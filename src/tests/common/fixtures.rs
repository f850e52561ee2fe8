//! Test Fixtures
//!
//! Canned quotes, raw model replies, and generator helpers shared across
//! test modules. The raw replies mirror the shapes the live model actually
//! produces: clean JSON, fenced JSON, JSON wrapped in prose, and prose with
//! no JSON at all.

use fake::faker::lorem::en::Sentence;
use fake::Fake;

use crate::core::fallback::FallbackGenerator;

// =============================================================================
// Quote Fixtures
// =============================================================================

pub const POSITIVE_QUOTE: &str = "I love this beautiful sunny day, what a wonderful success!";
pub const NEGATIVE_QUOTE: &str = "Everything is terrible and this sad failure hurts.";
pub const NEUTRAL_QUOTE: &str = "The meeting is scheduled for Tuesday afternoon.";
pub const SHORT_QUOTE: &str = "Dream big.";

/// Random sentence for tests that only need some non-empty quote text.
pub fn random_quote() -> String {
    Sentence(3..10).fake()
}

/// Seeded generator so fallback output is reproducible inside a test.
pub fn seeded_generator() -> FallbackGenerator {
    FallbackGenerator::with_seed(42)
}

// =============================================================================
// Raw Model Replies
// =============================================================================

/// Clean sentiment JSON, exactly what a well-behaved reply looks like.
pub const SENTIMENT_RAW_JSON: &str = r#"{"sentiment":"positive","score":0.8,"emotions":{"joy":0.9,"sadness":0.1,"anger":0.05,"fear":0.05,"surprise":0.2}}"#;

/// The same payload inside a markdown code fence.
pub const SENTIMENT_RAW_FENCED: &str = "Here you go:\n```json\n{\"sentiment\":\"negative\",\"score\":-0.6,\"emotions\":{\"joy\":0.2,\"sadness\":0.8,\"anger\":0.4,\"fear\":0.3,\"surprise\":0.3}}\n```\nLet me know if you need more.";

/// Conversational reply with recoverable key-value fields but no JSON object.
pub const SENTIMENT_RAW_PROSE: &str =
    "Sure! The sentiment: \"negative\" here, with a score: -0.5 overall.";

/// Clean enhancement JSON in the wire shape (camelCase keys).
pub const ENHANCE_RAW_JSON: &str = r#"{"enhancedQuote":"Dream big, for dreams chart the course of greatness.","variations":["Let your dreams be vast.","Greatness begins as a dream.","Dare to dream beyond the horizon."],"insights":{"theme":"Ambition","tone":"Inspirational","styleAdvice":"Use bold serif typography on a dawn sky."}}"#;

/// Clean image-ideas JSON with two concepts.
pub const IDEAS_RAW_JSON: &str = r#"{"ideas":[{"description":"Sunrise over a mountain ridge","style":"Photography","prompt":"Golden sunrise over a misty mountain ridge, warm tones, wide angle."},{"description":"Lone sailboat on calm water","style":"Minimalist illustration","prompt":"Minimalist illustration of a lone sailboat on still water, muted palette."}]}"#;

/// Wrap raw reply text in the upstream API's response envelope, for mock
/// HTTP servers standing in for the real endpoint.
pub fn model_reply_body(raw: &str) -> serde_json::Value {
    serde_json::json!({
        "candidates": [{
            "content": {
                "parts": [{ "text": raw }]
            }
        }]
    })
}

#[cfg(test)]
mod tests {
    use super::*;
    use crate::core::types::{EnhanceQuoteResult, ImageIdeasResult, SentimentAnalysis};

    #[test]
    fn test_random_quote_is_non_empty() {
        assert!(!random_quote().trim().is_empty());
    }

    #[test]
    fn test_canned_replies_deserialize() {
        let analysis: SentimentAnalysis = serde_json::from_str(SENTIMENT_RAW_JSON).unwrap();
        assert!(analysis.is_valid());

        let enhancement: EnhanceQuoteResult = serde_json::from_str(ENHANCE_RAW_JSON).unwrap();
        assert_eq!(enhancement.variations.len(), 3);

        let ideas: ImageIdeasResult = serde_json::from_str(IDEAS_RAW_JSON).unwrap();
        assert_eq!(ideas.ideas.len(), 2);
    }

    #[test]
    fn test_model_reply_body_shape() {
        let body = model_reply_body("hello");
        assert_eq!(body["candidates"][0]["content"]["parts"][0]["text"], "hello");
    }
}
//! Generative model client module.
//!
//! Thin adapter around one external text-generation call:
//! - `client`: the `GenerativeModel` trait
//! - `gemini`: API key-based Gemini implementation
//! - `error`: failure classification (rate-limited vs. everything else)
//! - `types`: sampling parameters

pub mod client;
pub mod error;
pub mod gemini;
pub mod types;

pub use client::GenerativeModel;
pub use error::{is_rate_limit_message, GenAiError, Result};
pub use gemini::GeminiClient;
pub use types::GenerationConfig;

● ● ●

Work instructions =
In the entries above, which lines hold the word "what"? Copy them out.

Exercise output =
pub const POSITIVE_QUOTE: &str = "I love this beautiful sunny day, what a wonderful success!";
/// Clean sentiment JSON, exactly what a well-behaved reply looks like.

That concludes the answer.